**TASK GOAL**
Give again, word for word, each line from the top of the listing through the line that holds "Staged files are".

------ RECORDS SHOWN ------

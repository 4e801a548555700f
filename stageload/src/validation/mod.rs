//! Staged-row validation against the parsed schema description.
//!
//! Checks re-exported rows column by column against a [`SchemaModel`],
//! partitioning each file's rows into valid and invalid. Invalid rows are
//! quarantined: written to the invalid-rows location under the same file
//! name, with a trailing `error` column carrying every failed check joined
//! by `"; "`.
//!
//! Staged files are expected to be named `temp_<table>.csv`; anything else
//! is skipped with a notice, as is a table missing from the schema. Schema
//! columns absent from a file's header are reported once per file, not per
//! row.

use std::collections::HashSet;
use std::path::{Path, PathBuf};

use once_cell::sync::Lazy;
use regex::Regex;

use crate::diag::Diagnostics;
use crate::error::ValidationResult;
use crate::models::RawRow;
use crate::schema::{ColumnSpec, SchemaModel, TableSchema};

static STAGED_NAME_RE: Lazy<Regex> = Lazy::new(|| Regex::new(r"^temp_(.+)\.csv$").unwrap());

static DATE_RE: Lazy<Regex> = Lazy::new(|| Regex::new(r"^\d{4}-\d{2}-\d{2}$").unwrap());

static TIMESTAMP_RE: Lazy<Regex> = Lazy::new(|| {
    Regex::new(r"^\d{4}-\d{2}-\d{2} \d{2}:\d{2}:\d{2}(\.\d+)?([+-]\d{2}(:?\d{2})?)?$").unwrap()
});

static BPCHAR_RE: Lazy<Regex> = Lazy::new(|| Regex::new(r"^bpchar\((\d+)\)$").unwrap());

/// Integer-family schema type tokens.
const INT_TYPES: [&str; 6] = ["int4", "int2", "int8", "integer", "smallint", "bigint"];

/// Boolean literals accepted by the validator, lowercased.
const BOOL_LITERALS: [&str; 6] = ["true", "false", "1", "0", "t", "f"];

// =============================================================================
// Value Checks
// =============================================================================

/// Check one field value against its column spec.
///
/// `""` and the literal `NULL` sentinel count as absent: an error under
/// `not null`, valid otherwise (with no further type check). Unrecognized,
/// array, and text types are accepted unconditionally.
pub fn check_value(value: &str, spec: &ColumnSpec) -> Result<(), String> {
    let val = value.trim();
    let col_type = spec.type_token.to_lowercase();

    if val.is_empty() || val == "NULL" {
        if spec.constraints.not_null {
            return Err("Value is required (not null constraint)".to_string());
        }
        return Ok(());
    }

    if INT_TYPES.contains(&col_type.as_str()) {
        if val.parse::<i64>().is_err() {
            return Err("Invalid integer value".to_string());
        }
    } else if col_type.starts_with("numeric") || col_type.starts_with("decimal") {
        if val.parse::<f64>().is_err() {
            return Err("Invalid numeric value".to_string());
        }
    } else if col_type == "bool" {
        if !BOOL_LITERALS.contains(&val.to_lowercase().as_str()) {
            return Err("Invalid boolean value".to_string());
        }
    } else if col_type == "date" {
        // Shape plus calendar validity: "2024-13-40" has the right shape
        // but is not a date.
        if !DATE_RE.is_match(val)
            || chrono::NaiveDate::parse_from_str(val, "%Y-%m-%d").is_err()
        {
            return Err("Invalid date format (expected YYYY-MM-DD)".to_string());
        }
    } else if col_type == "timestamp" || col_type == "timestamptz" {
        if !TIMESTAMP_RE.is_match(val) {
            return Err("Invalid timestamp format".to_string());
        }
    } else if let Some(caps) = BPCHAR_RE.captures(&col_type) {
        let max_len: usize = caps[1].parse().unwrap_or(usize::MAX);
        if val.chars().count() > max_len {
            return Err(format!("String too long for bpchar({})", max_len));
        }
    }

    Ok(())
}

// =============================================================================
// Row Partition
// =============================================================================

/// Result of validating one file's rows.
#[derive(Debug, Default)]
pub struct RowPartition {
    /// Rows with zero errors, in source order.
    pub valid: Vec<RawRow>,
    /// Rows with at least one error, each annotated with its messages
    /// joined by `"; "`.
    pub invalid: Vec<(RawRow, String)>,
}

impl RowPartition {
    pub fn total(&self) -> usize {
        self.valid.len() + self.invalid.len()
    }
}

/// Validate rows against one table's schema.
///
/// Every declared column is checked in order; a row accumulates one
/// message per failing column. Schema columns missing from `header` are
/// reported once as a file-level warning against `table_name`.
pub fn validate_rows(
    rows: Vec<RawRow>,
    header: &[String],
    table: &TableSchema,
    table_name: &str,
    diags: &mut Diagnostics,
) -> RowPartition {
    let present: HashSet<&str> = header.iter().map(|h| h.as_str()).collect();
    let missing: Vec<&str> = table
        .columns()
        .iter()
        .map(|(name, _)| name.as_str())
        .filter(|name| !present.contains(name))
        .collect();
    if !missing.is_empty() {
        diags.warn(
            table_name,
            format!("columns missing from staged file: {}", missing.join(", ")),
        );
    }

    let mut partition = RowPartition::default();

    for row in rows {
        let mut errors = Vec::new();
        for (col_name, spec) in table.columns() {
            let value = row.get(col_name).map(|s| s.as_str()).unwrap_or("");
            if let Err(message) = check_value(value, spec) {
                errors.push(format!("{}: {}", col_name, message));
            }
        }

        if errors.is_empty() {
            partition.valid.push(row);
        } else {
            partition.invalid.push((row, errors.join("; ")));
        }
    }

    partition
}

// =============================================================================
// File Validation & Quarantine
// =============================================================================

/// Outcome of validating one staged file.
#[derive(Debug)]
pub struct FileReport {
    /// Staged file name.
    pub file: String,
    /// Table the file stages.
    pub table: String,
    /// Count of valid rows.
    pub valid_rows: usize,
    /// Count of quarantined rows.
    pub invalid_rows: usize,
    /// Where invalid rows were written, if any.
    pub quarantine: Option<PathBuf>,
}

/// Validate one staged CSV file, quarantining invalid rows.
///
/// Returns `Ok(None)` when the file is skipped: its name does not match
/// `temp_<table>.csv`, or the table is not present in the schema. Both are
/// recorded as notices, not errors.
pub fn validate_file(
    csv_path: &Path,
    schema: &SchemaModel,
    invalid_dir: &Path,
    diags: &mut Diagnostics,
) -> ValidationResult<Option<FileReport>> {
    let file_name = csv_path
        .file_name()
        .and_then(|n| n.to_str())
        .unwrap_or_default()
        .to_string();

    let Some(caps) = STAGED_NAME_RE.captures(&file_name) else {
        diags.notice(
            &file_name,
            "file name does not match pattern 'temp_<table>.csv', skipping",
        );
        return Ok(None);
    };
    let table_name = caps[1].to_string();

    let Some(table) = schema.table(&table_name) else {
        diags.notice(
            &file_name,
            format!("table '{}' not found in schema, skipping", table_name),
        );
        return Ok(None);
    };

    let mut reader = csv::Reader::from_path(csv_path)?;
    let header: Vec<String> = reader.headers()?.iter().map(|h| h.to_string()).collect();

    let mut rows = Vec::new();
    for record in reader.records() {
        let record = record?;
        let row: RawRow = header
            .iter()
            .zip(record.iter())
            .map(|(h, v)| (h.clone(), v.to_string()))
            .collect();
        rows.push(row);
    }

    let partition = validate_rows(rows, &header, table, &table_name, diags);

    let quarantine = if partition.invalid.is_empty() {
        None
    } else {
        let path = write_quarantine(invalid_dir, &file_name, &header, &partition.invalid)?;
        diags.warn(
            &file_name,
            format!(
                "{} invalid rows written to {}",
                partition.invalid.len(),
                path.display()
            ),
        );
        Some(path)
    };

    Ok(Some(FileReport {
        file: file_name,
        table: table_name,
        valid_rows: partition.valid.len(),
        invalid_rows: partition.invalid.len(),
        quarantine,
    }))
}

/// Validate every `temp_*.csv` in a staged directory.
pub fn validate_dir(
    staged_dir: &Path,
    schema: &SchemaModel,
    invalid_dir: &Path,
    diags: &mut Diagnostics,
) -> ValidationResult<Vec<FileReport>> {
    let mut paths: Vec<PathBuf> = std::fs::read_dir(staged_dir)?
        .filter_map(|entry| entry.ok())
        .map(|entry| entry.path())
        .filter(|path| path.extension().map(|e| e == "csv").unwrap_or(false))
        .collect();
    paths.sort();

    let mut reports = Vec::new();
    for path in paths {
        if let Some(report) = validate_file(&path, schema, invalid_dir, diags)? {
            reports.push(report);
        }
    }
    Ok(reports)
}

fn write_quarantine(
    invalid_dir: &Path,
    file_name: &str,
    header: &[String],
    invalid: &[(RawRow, String)],
) -> ValidationResult<PathBuf> {
    std::fs::create_dir_all(invalid_dir)?;
    let path = invalid_dir.join(file_name);

    let mut writer = csv::Writer::from_path(&path)?;

    let mut out_header: Vec<&str> = header.iter().map(|h| h.as_str()).collect();
    if !out_header.contains(&"error") {
        out_header.push("error");
    }
    writer.write_record(&out_header)?;

    for (row, error) in invalid {
        let mut record: Vec<&str> = header
            .iter()
            .map(|col| row.get(col).map(|s| s.as_str()).unwrap_or(""))
            .collect();
        record.push(error);
        writer.write_record(&record)?;
    }

    writer.flush()?;
    Ok(path)
}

------

**SOLUTION TO THIS EXERCISE**
repository 4e801a548555700f
filename stageload/src/validation/mod.rs
//! Staged-row validation against the parsed schema description.
//!
//! Checks re-exported rows column by column against a [`SchemaModel`],
//! partitioning each file's rows into valid and invalid. Invalid rows are
//! quarantined: written to the invalid-rows location under the same file
//! name, with a trailing `error` column carrying every failed check joined
//! by `"; "`.
//!
//! Staged files are expected to be named `temp_<table>.csv`; anything else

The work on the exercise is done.